Effective SEO: It's simple - but not necessarily easyPublished: Wednesday, January 2, 2008 1:03 pm By: Craig C. Chapman
Many of our clients come to us wanting to improve their Search Engine Rankings, or what we in the industry call Search Engine Optimization (SEO). Indeed, clients who have engaged Rare Earth for our SEO expertise have seen impressive results. Take Aléthea's Chocolates for example, whose 2007 Holiday Season website sales more than tripled from their previous year and increased their average dollar-per-order by almost 50%, as a result of their campaign.Unfortunately, some clients believe that achieving these results requires little more than a few keywords and some copy changes. You might even think so, too.
Respectfully: this is 100% wrong.
- Effective Search Engine Optimization is hard work, and has to be approached diligently, vigilantly and on an ongoing basis.
A few of our accounts have been understandably resistant when we tell them they're going to have to work a bit, in order to get the results they want to achieve. One account, frustrated by their lack of advancement, even went so far as to hire a new employee who had SEO experience, only to end up hearing more of the same things from her that we were telling them for more than a year.
So what does it take to get good results from Search Engine Marketing?
Here's a simple guide:
- Take the time to research keywords: Proper keyword research is the absolute foundation of everything we do in search engine marketing. It often means we need to rely on our client to help us figure them out. Good research is literally like gold: treat it the way you would a new employee that's learning the ropes of your business.

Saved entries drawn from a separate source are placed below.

// ── Thermostat domain types ──
//
// Portal mode codes are small integers. Codes this crate does not know
// survive as `Unknown(code)` so a state read from the portal can be
// submitted back unchanged.

use std::fmt;

use chrono::{DateTime, Duration, Local, NaiveDate, NaiveTime, TimeZone, Timelike};
use serde::{Deserialize, Serialize};
use strum::EnumString;

/// Minutes per hold period tick.
pub const HOLD_PERIOD_MINUTES: i64 = 15;

/// HVAC system switch position.
#[derive(Debug, Clone, Copy, PartialEq, Eq, Hash, Serialize, Deserialize, EnumString)]
#[strum(ascii_case_insensitive)]
pub enum SystemMode {
    #[strum(serialize = "HEAT")]
    Heat,
    #[strum(serialize = "OFF")]
    Off,
    #[strum(serialize = "COOL")]
    Cool,
    #[strum(disabled)]
    Unknown(i64),
}

impl SystemMode {
    pub fn from_code(code: i64) -> Self {
        match code {
            1 => Self::Heat,
            2 => Self::Off,
            3 => Self::Cool,
            other => Self::Unknown(other),
        }
    }

    pub fn code(self) -> i64 {
        match self {
            Self::Heat => 1,
            Self::Off => 2,
            Self::Cool => 3,
            Self::Unknown(code) => code,
        }
    }

    pub fn as_str(self) -> &'static str {
        match self {
            Self::Heat => "HEAT",
            Self::Off => "OFF",
            Self::Cool => "COOL",
            Self::Unknown(_) => "UNKNOWN",
        }
    }
}

/// Fan switch position.
#[derive(Debug, Clone, Copy, PartialEq, Eq, Hash, Serialize, Deserialize, EnumString)]
#[strum(ascii_case_insensitive)]
pub enum FanMode {
    #[strum(serialize = "AUTO")]
    Auto,
    #[strum(serialize = "ON")]
    On,
    #[strum(serialize = "CIRCULATE")]
    Circulate,
    #[strum(serialize = "SCHEDULE")]
    Schedule,
    #[strum(disabled)]
    Unknown(i64),
}

impl FanMode {
    pub fn from_code(code: i64) -> Self {
        match code {
            0 => Self::Auto,
            1 => Self::On,
            2 => Self::Circulate,
            3 => Self::Schedule,
            other => Self::Unknown(other),
        }
    }

    pub fn code(self) -> i64 {
        match self {
            Self::Auto => 0,
            Self::On => 1,
            Self::Circulate => 2,
            Self::Schedule => 3,
            Self::Unknown(code) => code,
        }
    }

    pub fn as_str(self) -> &'static str {
        match self {
            Self::Auto => "AUTO",
            Self::On => "ON",
            Self::Circulate => "CIRCULATE",
            Self::Schedule => "SCHEDULE",
            Self::Unknown(_) => "UNKNOWN",
        }
    }
}

/// Whether the thermostat follows its program or holds a setpoint.
#[derive(Debug, Clone, Copy, PartialEq, Eq, Hash, Serialize, Deserialize, EnumString)]
#[strum(ascii_case_insensitive)]
pub enum ScheduleMode {
    #[strum(serialize = "SCHEDULE")]
    Schedule,
    #[strum(serialize = "TEMP_HOLD")]
    TemporaryHold,
    #[strum(serialize = "PERM_HOLD")]
    PermanentHold,
    #[strum(disabled)]
    Unknown(i64),
}

impl ScheduleMode {
    pub fn from_code(code: i64) -> Self {
        match code {
            0 => Self::Schedule,
            1 => Self::TemporaryHold,
            2 => Self::PermanentHold,
            other => Self::Unknown(other),
        }
    }

    pub fn code(self) -> i64 {
        match self {
            Self::Schedule => 0,
            Self::TemporaryHold => 1,
            Self::PermanentHold => 2,
            Self::Unknown(code) => code,
        }
    }

    pub fn as_str(self) -> &'static str {
        match self {
            Self::Schedule => "SCHEDULE",
            Self::TemporaryHold => "TEMP_HOLD",
            Self::PermanentHold => "PERM_HOLD",
            Self::Unknown(_) => "UNKNOWN",
        }
    }
}

impl fmt::Display for SystemMode {
    fn fmt(&self, f: &mut fmt::Formatter<'_>) -> fmt::Result {
        f.write_str(self.as_str())
    }
}

impl fmt::Display for FanMode {
    fn fmt(&self, f: &mut fmt::Formatter<'_>) -> fmt::Result {
        f.write_str(self.as_str())
    }
}

impl fmt::Display for ScheduleMode {
    fn fmt(&self, f: &mut fmt::Formatter<'_>) -> fmt::Result {
        f.write_str(self.as_str())
    }
}

// ── ThermostatState ──────────────────────────────────────────────────

/// Everything the portal reports about one thermostat.
///
/// `hold_period` counts 15-minute ticks since local midnight; it is the
/// portal's representation and the only one stored.
#[derive(Debug, Clone, PartialEq, Eq, Serialize, Deserialize)]
pub struct ThermostatState {
    pub temperature: i64,
    pub humidity: i64,
    pub system_mode: SystemMode,
    pub heat_setpoint: i64,
    pub cool_setpoint: i64,
    pub fan_mode: FanMode,
    pub schedule: ScheduleMode,
    pub hold_period: i64,
    pub display_units: String,
}

impl Default for ThermostatState {
    fn default() -> Self {
        Self {
            temperature: 70,
            humidity: 35,
            system_mode: SystemMode::Off,
            heat_setpoint: 70,
            cool_setpoint: 70,
            fan_mode: FanMode::Schedule,
            schedule: ScheduleMode::Schedule,
            hold_period: 0,
            display_units: String::new(),
        }
    }
}

impl ThermostatState {
    /// The hold period to submit: only meaningful during a temporary hold.
    pub fn submitted_hold_period(&self) -> Option<i64> {
        (self.schedule == ScheduleMode::TemporaryHold).then_some(self.hold_period)
    }

    /// Absolute hold expiry on `date`, in local time.
    pub fn hold_expiry_on(&self, date: NaiveDate) -> Option<DateTime<Local>> {
        hold_expiry(self.hold_period, date)
    }
}

/// Period count for a wall-clock time: `hour * 4 + minute / 15`.
pub fn period_from_time(time: NaiveTime) -> i64 {
    i64::from(time.hour()) * 4 + i64::from(time.minute()) / HOLD_PERIOD_MINUTES
}

/// Local midnight of `date` plus `periods` ticks of 15 minutes.
pub fn hold_expiry(periods: i64, date: NaiveDate) -> Option<DateTime<Local>> {
    let midnight = date.and_hms_opt(0, 0, 0)?;
    let offset = Duration::try_minutes(periods.checked_mul(HOLD_PERIOD_MINUTES)?)?;
    let naive = midnight.checked_add_signed(offset)?;
    Local.from_local_datetime(&naive).earliest()
}

#[cfg(test)]
#[allow(clippy::unwrap_used)]
mod tests {
    use super::*;
    use std::str::FromStr;

    #[test]
    fn codes_round_trip_including_unknown() {
        assert_eq!(SystemMode::from_code(3), SystemMode::Cool);
        assert_eq!(SystemMode::from_code(9).code(), 9);
        assert_eq!(FanMode::from_code(2), FanMode::Circulate);
        assert_eq!(ScheduleMode::from_code(-1), ScheduleMode::Unknown(-1));
        assert_eq!(ScheduleMode::Unknown(-1).to_string(), "UNKNOWN");
    }

    #[test]
    fn host_names_parse_case_insensitively() {
        assert_eq!(SystemMode::from_str("cool").unwrap(), SystemMode::Cool);
        assert_eq!(ScheduleMode::from_str("TEMP_HOLD").unwrap(), ScheduleMode::TemporaryHold);
        assert!(FanMode::from_str("UNKNOWN").is_err());
    }

    #[test]
    fn period_rounds_down_to_quarter_hour() {
        assert_eq!(period_from_time(NaiveTime::from_hms_opt(17, 44, 0).unwrap()), 70);
        assert_eq!(period_from_time(NaiveTime::from_hms_opt(0, 14, 59).unwrap()), 0);
    }

    #[test]
    fn hold_expiry_is_midnight_plus_ticks() {
        let date = NaiveDate::from_ymd_opt(2026, 1, 15).unwrap();
        let expiry = hold_expiry(70, date).unwrap();
        assert_eq!(expiry.date_naive(), date);
        assert_eq!((expiry.hour(), expiry.minute()), (17, 30));
    }

    #[test]
    fn hold_period_only_submitted_during_temporary_hold() {
        let mut state = ThermostatState {
            hold_period: 40,
            ..ThermostatState::default()
        };
        assert_eq!(state.submitted_hold_period(), None);
        state.schedule = ScheduleMode::TemporaryHold;
        assert_eq!(state.submitted_hold_period(), Some(40));
    }
}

Too often, companies continue to focus on the words they sell their products and services by, when it's far better and ultimately more effective to focus on the terms and phrases your buyers are using to find you.
- Change your website architecture or execute a redesign: It's essential that the key areas of
your site be present in the
main navigation. This is the main menu that appears on every page of the site. Search engines know that the most important parts of your site are in your
main structure. As a result, those pages carry extra weight in
Moreover, your site needs to be visually designed in a way that is appealing to your visitors, makes them want do go deeper and gives the important parts of your site special prominence.
Finally, there need to be specific "conversion points" or, points on the site where your visitors do something that you want them to do, such as: request a quote, contact you or purchase a product.
- Don't skimp on your site's content: Using your researched keyword phrase lists, review the key pages of your site and develop between at least three phrases that define each page. Optimizing a page
centered around only one keyword phrase results in a page that has poor readability. As you'll read in #4, poor readability can be as deadly to your rankings as poor research.
- Write your content like a marketeer, or hire someone who can: Many people are surprised to learn that Google and the other major search engines use both spelling and grammar checkers in their indexing. These tools help them determine who has good content that is relevant to their searchers.
This means that sites that use their keyword phrases in a grammatically-correct, readable way [including correct spelling and syntax], lead to better rankings. By the same token, sites that are poorly-written or riddled with misspellings are penalized.
- Measure your SEO/SEM success by conversions and traffic to targeted pages, not just rankings: A common error committed by both uneducated SEO practitioners and the clients they mis-serve, is to focus solely on the ranking positions of their preferred search phrases as a means of defining the success of their SEO programs. Doing so is like saying that good gas mileage alone makes a good car. In reality, what is "good" depends on what the driver expects out of the vehicle. Specifically comfort, speed, towing capacity, cargo capacity all go into the definition of "good." But in the end, any "good" car has to accomplish its primary function - getting you and your stuff from Point A to Point B.
As a business owner, the reigning function of your website is to make money, or to make it easier for you to make money. I often say that visitors and page views don't sell products or services. The same holds true for your search terms and phrases: good rankings don't necessarily sell, either. What's more, rankings can vary from day-to-day, hour-to-hour or even minute-to-minute. I've personally witnessed a site drop from the second position to the eighth position and bounce back up to the fifth position within 10 minutes.
Like the car that reliably gets you from one place to another, the ultimate determining factor of whether your Search Engine Marketing program is effective or not, is if you're getting more conversions and making more money with (or thorough) your site.
Like the title of this article says: it's simple. But simple does not always equal easy, especially considering that many companies are already running very leanly in terms of available time.
Consider this fact, though: accounts who actively participate in this process with Rare Earth or whomever their SEO practitioner is, will invariably achieve great results. Moreover, if you accept that your business benefits from what you devote your attention to, then more quality time spent on your website will lead to more revenue (and presumably making your life ... just a little bit easier).